Content starts

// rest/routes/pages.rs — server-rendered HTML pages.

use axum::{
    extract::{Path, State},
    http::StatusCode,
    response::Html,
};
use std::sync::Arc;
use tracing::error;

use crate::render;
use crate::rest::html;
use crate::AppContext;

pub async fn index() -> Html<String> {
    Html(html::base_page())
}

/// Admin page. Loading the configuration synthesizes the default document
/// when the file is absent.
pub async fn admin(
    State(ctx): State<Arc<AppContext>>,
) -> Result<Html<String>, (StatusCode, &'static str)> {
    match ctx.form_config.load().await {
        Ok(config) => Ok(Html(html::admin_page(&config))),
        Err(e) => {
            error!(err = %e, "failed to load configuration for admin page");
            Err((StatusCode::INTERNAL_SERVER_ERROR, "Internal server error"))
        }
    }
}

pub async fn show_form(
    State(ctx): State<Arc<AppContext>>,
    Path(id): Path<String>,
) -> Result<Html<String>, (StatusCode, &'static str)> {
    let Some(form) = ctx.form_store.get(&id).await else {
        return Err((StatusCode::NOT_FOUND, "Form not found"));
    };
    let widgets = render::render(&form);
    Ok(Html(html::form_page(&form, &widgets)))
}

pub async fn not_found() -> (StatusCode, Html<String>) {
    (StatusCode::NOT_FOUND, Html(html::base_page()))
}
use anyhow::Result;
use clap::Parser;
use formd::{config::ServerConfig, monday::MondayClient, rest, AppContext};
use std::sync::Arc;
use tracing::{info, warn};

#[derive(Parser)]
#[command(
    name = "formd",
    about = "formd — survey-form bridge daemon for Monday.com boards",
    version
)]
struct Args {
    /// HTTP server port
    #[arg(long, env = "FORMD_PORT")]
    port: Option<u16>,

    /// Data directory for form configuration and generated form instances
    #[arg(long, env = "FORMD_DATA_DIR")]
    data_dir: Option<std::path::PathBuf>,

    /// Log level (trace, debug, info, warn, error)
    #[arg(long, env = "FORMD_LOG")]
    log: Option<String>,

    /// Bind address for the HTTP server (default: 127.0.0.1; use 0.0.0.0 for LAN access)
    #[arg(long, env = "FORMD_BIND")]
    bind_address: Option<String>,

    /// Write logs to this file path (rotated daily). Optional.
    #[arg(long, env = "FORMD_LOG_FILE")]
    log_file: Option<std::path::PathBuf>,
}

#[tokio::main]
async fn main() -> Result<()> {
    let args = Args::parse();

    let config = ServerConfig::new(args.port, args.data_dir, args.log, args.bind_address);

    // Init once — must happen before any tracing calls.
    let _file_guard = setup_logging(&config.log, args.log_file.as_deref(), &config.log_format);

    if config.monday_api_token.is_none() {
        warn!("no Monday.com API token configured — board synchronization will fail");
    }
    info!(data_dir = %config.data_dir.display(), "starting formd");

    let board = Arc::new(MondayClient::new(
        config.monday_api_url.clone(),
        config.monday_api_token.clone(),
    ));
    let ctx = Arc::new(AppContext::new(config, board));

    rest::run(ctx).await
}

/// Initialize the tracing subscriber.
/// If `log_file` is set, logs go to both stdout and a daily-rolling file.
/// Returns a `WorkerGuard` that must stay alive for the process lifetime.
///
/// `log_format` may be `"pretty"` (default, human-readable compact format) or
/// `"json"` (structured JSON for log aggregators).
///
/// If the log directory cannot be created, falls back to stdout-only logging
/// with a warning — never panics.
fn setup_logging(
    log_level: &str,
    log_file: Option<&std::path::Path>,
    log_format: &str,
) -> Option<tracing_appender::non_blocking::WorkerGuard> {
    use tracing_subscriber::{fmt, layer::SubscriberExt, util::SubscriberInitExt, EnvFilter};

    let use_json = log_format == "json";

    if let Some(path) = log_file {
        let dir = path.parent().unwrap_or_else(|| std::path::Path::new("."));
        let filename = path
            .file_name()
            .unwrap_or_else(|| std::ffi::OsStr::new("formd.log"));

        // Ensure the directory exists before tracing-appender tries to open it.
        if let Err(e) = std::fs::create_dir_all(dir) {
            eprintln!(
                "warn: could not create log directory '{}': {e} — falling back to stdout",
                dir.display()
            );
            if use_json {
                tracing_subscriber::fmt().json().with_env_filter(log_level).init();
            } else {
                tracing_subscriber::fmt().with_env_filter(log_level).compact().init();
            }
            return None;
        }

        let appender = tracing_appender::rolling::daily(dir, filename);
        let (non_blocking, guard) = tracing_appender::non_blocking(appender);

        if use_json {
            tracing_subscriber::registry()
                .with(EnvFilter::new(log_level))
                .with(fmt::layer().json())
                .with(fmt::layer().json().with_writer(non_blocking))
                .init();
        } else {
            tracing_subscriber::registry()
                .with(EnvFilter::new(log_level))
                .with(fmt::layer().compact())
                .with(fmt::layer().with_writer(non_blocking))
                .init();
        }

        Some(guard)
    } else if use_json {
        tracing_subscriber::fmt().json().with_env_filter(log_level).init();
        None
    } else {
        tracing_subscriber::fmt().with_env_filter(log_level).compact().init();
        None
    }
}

Content ends
Content starts

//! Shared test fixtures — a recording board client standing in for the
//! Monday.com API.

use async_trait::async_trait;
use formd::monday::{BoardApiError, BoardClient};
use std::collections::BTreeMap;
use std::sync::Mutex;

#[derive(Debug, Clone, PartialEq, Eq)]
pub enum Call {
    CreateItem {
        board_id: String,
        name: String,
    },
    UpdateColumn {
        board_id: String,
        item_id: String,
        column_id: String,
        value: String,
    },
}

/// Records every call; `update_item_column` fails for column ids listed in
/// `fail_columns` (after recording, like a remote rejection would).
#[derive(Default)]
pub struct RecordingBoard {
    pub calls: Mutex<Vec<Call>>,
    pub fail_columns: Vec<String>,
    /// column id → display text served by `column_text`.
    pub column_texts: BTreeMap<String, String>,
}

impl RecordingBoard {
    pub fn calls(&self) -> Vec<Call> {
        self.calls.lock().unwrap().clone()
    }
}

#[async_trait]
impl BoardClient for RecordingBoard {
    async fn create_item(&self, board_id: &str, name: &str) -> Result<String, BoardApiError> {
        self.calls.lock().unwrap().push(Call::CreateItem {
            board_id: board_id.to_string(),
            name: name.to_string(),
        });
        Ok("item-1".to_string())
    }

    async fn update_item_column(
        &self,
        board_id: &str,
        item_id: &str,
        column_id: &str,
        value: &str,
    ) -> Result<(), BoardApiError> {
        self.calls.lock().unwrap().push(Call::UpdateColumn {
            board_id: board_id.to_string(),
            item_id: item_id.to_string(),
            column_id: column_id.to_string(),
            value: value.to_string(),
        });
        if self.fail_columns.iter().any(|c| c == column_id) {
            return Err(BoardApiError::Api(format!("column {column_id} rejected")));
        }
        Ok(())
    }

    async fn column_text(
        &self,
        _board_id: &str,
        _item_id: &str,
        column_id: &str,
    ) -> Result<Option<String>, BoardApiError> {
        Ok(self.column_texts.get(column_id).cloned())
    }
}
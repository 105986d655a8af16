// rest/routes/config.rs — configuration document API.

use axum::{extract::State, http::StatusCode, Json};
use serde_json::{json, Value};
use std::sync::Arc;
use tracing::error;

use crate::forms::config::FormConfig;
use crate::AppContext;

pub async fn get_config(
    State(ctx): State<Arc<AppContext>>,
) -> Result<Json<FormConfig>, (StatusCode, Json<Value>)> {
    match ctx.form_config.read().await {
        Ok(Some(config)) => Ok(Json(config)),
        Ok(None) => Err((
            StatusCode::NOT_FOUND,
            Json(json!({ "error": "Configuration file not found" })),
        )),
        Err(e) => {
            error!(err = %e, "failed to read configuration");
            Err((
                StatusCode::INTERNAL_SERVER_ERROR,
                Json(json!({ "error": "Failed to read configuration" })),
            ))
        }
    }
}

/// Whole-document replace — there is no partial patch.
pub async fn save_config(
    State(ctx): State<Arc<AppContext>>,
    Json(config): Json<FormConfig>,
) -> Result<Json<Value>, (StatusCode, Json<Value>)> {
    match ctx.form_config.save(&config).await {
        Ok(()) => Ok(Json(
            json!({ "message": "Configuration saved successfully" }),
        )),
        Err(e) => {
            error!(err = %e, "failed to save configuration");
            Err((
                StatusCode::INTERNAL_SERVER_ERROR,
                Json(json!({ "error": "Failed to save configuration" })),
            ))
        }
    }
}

Content ends

» **TASK OBJECTIVE**:
What this exercise asks for is every line of the data above with the word "ServerConfig".

» **EXERCISE OUTPUT**:
use formd::{config::ServerConfig, monday::MondayClient, rest, AppContext};
    let config = ServerConfig::new(args.port, args.data_dir, args.log, args.bind_address);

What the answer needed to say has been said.